Violations du contrôle commercial :Cela inclut la falsification des informations sur la chaîne d’approvisionnement pour contourner les interdictions de travail forcé, l’importation illégale de produits du bois et de la faune sauvage et la dissimulation délibérée de marchandises sensibles soumises à des contrôles ou à des sanctions à l’exportation.
Ce qui mérite une attention particulière, c'est que le ministère américain de la Justice a clairement indiqué que les objectifs d'application couvriront l'ensemble de la chaîne d'approvisionnement, y compris les fabricants étrangers, les importateurs, les transitaires, les courtiers en douane, les sociétés d'entreposage et les distributeurs en aval. Toute entité qui sait ou devrait savoir qu'il existe des activités illégales telles que de fausses déclarations, de faibles valeurs déclarées, une mauvaise classification, etc., mais qui participe néanmoins au transport, à la réservation, à la déclaration en douane ou qui fournit une autre assistance, peut être exposée au risque d'une enquête pénale.

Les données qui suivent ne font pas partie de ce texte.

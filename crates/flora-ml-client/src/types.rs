//! Inference service request/response types.

use serde::{Deserialize, Serialize};
use serde_json::Value;

/// Gradio-style prediction request: `{"data": ["data:image/...;base64,..."]}`.
#[derive(Debug, Clone, Serialize, Deserialize)]
pub struct PredictRequest {
    pub data: Vec<String>,
}

impl PredictRequest {
    pub fn image(data_url: impl Into<String>) -> Self {
        Self {
            data: vec![data_url.into()],
        }
    }
}

/// A crop candidate path that did not answer successfully.
#[derive(Debug, Clone, PartialEq, Eq, Serialize, Deserialize)]
pub struct EndpointAttempt {
    pub path: String,
    /// Upstream status code or transport error message
    pub reason: String,
}

/// Successful crop recommendation.
#[derive(Debug, Clone)]
pub struct CropRecommendation {
    /// Candidate path that answered
    pub path: String,
    /// Upstream JSON, unmodified
    pub body: Value,
    /// Candidates that failed before this one
    pub failed_attempts: Vec<EndpointAttempt>,
}

/// Health check response.
#[derive(Debug, Clone, Serialize, Deserialize)]
pub struct HealthResponse {
    pub status: String,
    #[serde(default)]
    pub model_initialized: Option<bool>,
}
//! Flora gateway binary.

use std::net::SocketAddr;

use anyhow::Context;
use tracing::{info, warn};
use tracing_subscriber::{fmt, prelude::*, EnvFilter};

use flora_api::{create_router, metrics, ApiConfig, AppState};

#[tokio::main]
async fn main() -> anyhow::Result<()> {
    // Load environment variables
    dotenvy::dotenv().ok();

    init_tracing()?;

    // rustls 0.23+ needs a process-wide crypto provider
    if rustls::crypto::ring::default_provider()
        .install_default()
        .is_err()
    {
        warn!("rustls crypto provider was already installed");
    }

    info!("Starting flora-api");

    let config = ApiConfig::from_env();
    info!(
        "API config: host={}, port={}, environment={}",
        config.host, config.port, config.environment
    );

    let state = AppState::from_env(config.clone()).context("failed to create application state")?;
    let ml_config = state.ml.config();
    info!(
        disease_url = %ml_config.disease_url,
        crop_base_url = %ml_config.crop_base_url,
        crop_paths = ?ml_config.crop_paths,
        "Inference services configured"
    );
    if ml_config.probes_crop_paths() {
        warn!("CROP_API_PATH not set; crop endpoint will be discovered by probing candidate paths");
    }

    let metrics_handle = if config.metrics_enabled {
        info!("Prometheus metrics enabled at /metrics");
        Some(metrics::init_metrics().context("failed to install Prometheus recorder")?)
    } else {
        None
    };

    let app = create_router(state, metrics_handle);

    let addr: SocketAddr = format!("{}:{}", config.host, config.port)
        .parse()
        .context("invalid bind address")?;

    let listener = tokio::net::TcpListener::bind(addr)
        .await
        .with_context(|| format!("failed to bind {}", addr))?;
    info!("Backend running on http://{}", addr);

    axum::serve(
        listener,
        app.into_make_service_with_connect_info::<SocketAddr>(),
    )
    .with_graceful_shutdown(shutdown_signal())
    .await
    .context("server error")?;

    info!("Server shutdown complete");
    Ok(())
}

/// Colored output for dev, JSON when `LOG_FORMAT=json`.
fn init_tracing() -> anyhow::Result<()> {
    let use_json = std::env::var("LOG_FORMAT")
        .map(|v| v.to_lowercase() == "json")
        .unwrap_or(false);

    let env_filter = EnvFilter::from_default_env().add_directive("flora=info".parse()?);

    if use_json {
        tracing_subscriber::registry()
            .with(fmt::layer().json())
            .with(env_filter)
            .try_init()?;
    } else {
        tracing_subscriber::registry()
            .with(
                fmt::layer()
                    .with_ansi(true)
                    .with_target(true)
                    .with_file(false)
                    .with_line_number(false),
            )
            .with(env_filter)
            .try_init()?;
    }
    Ok(())
}

async fn shutdown_signal() {
    if let Err(e) = tokio::signal::ctrl_c().await {
        warn!("Failed to listen for shutdown signal: {}", e);
        std::future::pending::<()>().await;
    }
    info!("Received shutdown signal");
}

Pour les entreprises logistiques internationales, les exigences en matière de gestion de la conformité augmentent considérablement. Le recours par le passé aux sanctions administratives pour résoudre les problèmes s'est avéré difficile à adapter au nouvel environnement d'application de la loi. Alors que les États-Unis continuent de renforcer la surveillance des droits de douane, des origines, de la sécurité de la chaîne d'approvisionnement et de la conformité des produits, les transitaires, les courtiers en douane et les sociétés de commerce transfrontalier doivent accorder plus d'attention à la vérification des antécédents des clients, aux examens de l'authenticité des documents, à la classification des produits, aux certificats d'origine et à la gestion de la conformité de la chaîne d'approvisionnement afin de réduire le risque d'être impliqué dans des enquêtes criminelles.
Avec la mise en œuvre officielle du GTCES, les autorités commerciales américaines sont entrées dans une nouvelle étape de surveillance parallèle et de responsabilité pénale. Les entreprises engagées dans des échanges commerciaux avec les États-Unis seront confrontées à l’avenir non seulement à des contrôles douaniers et à des avis de paiement d’impôts, mais également à la possibilité d’une intervention directe du pouvoir judiciaire dans les enquêtes et les poursuites pénales. Les opérations de conformité évoluent d'une exigence de gestion à un résultat de base pour les acteurs de la chaîne d'approvisionnement.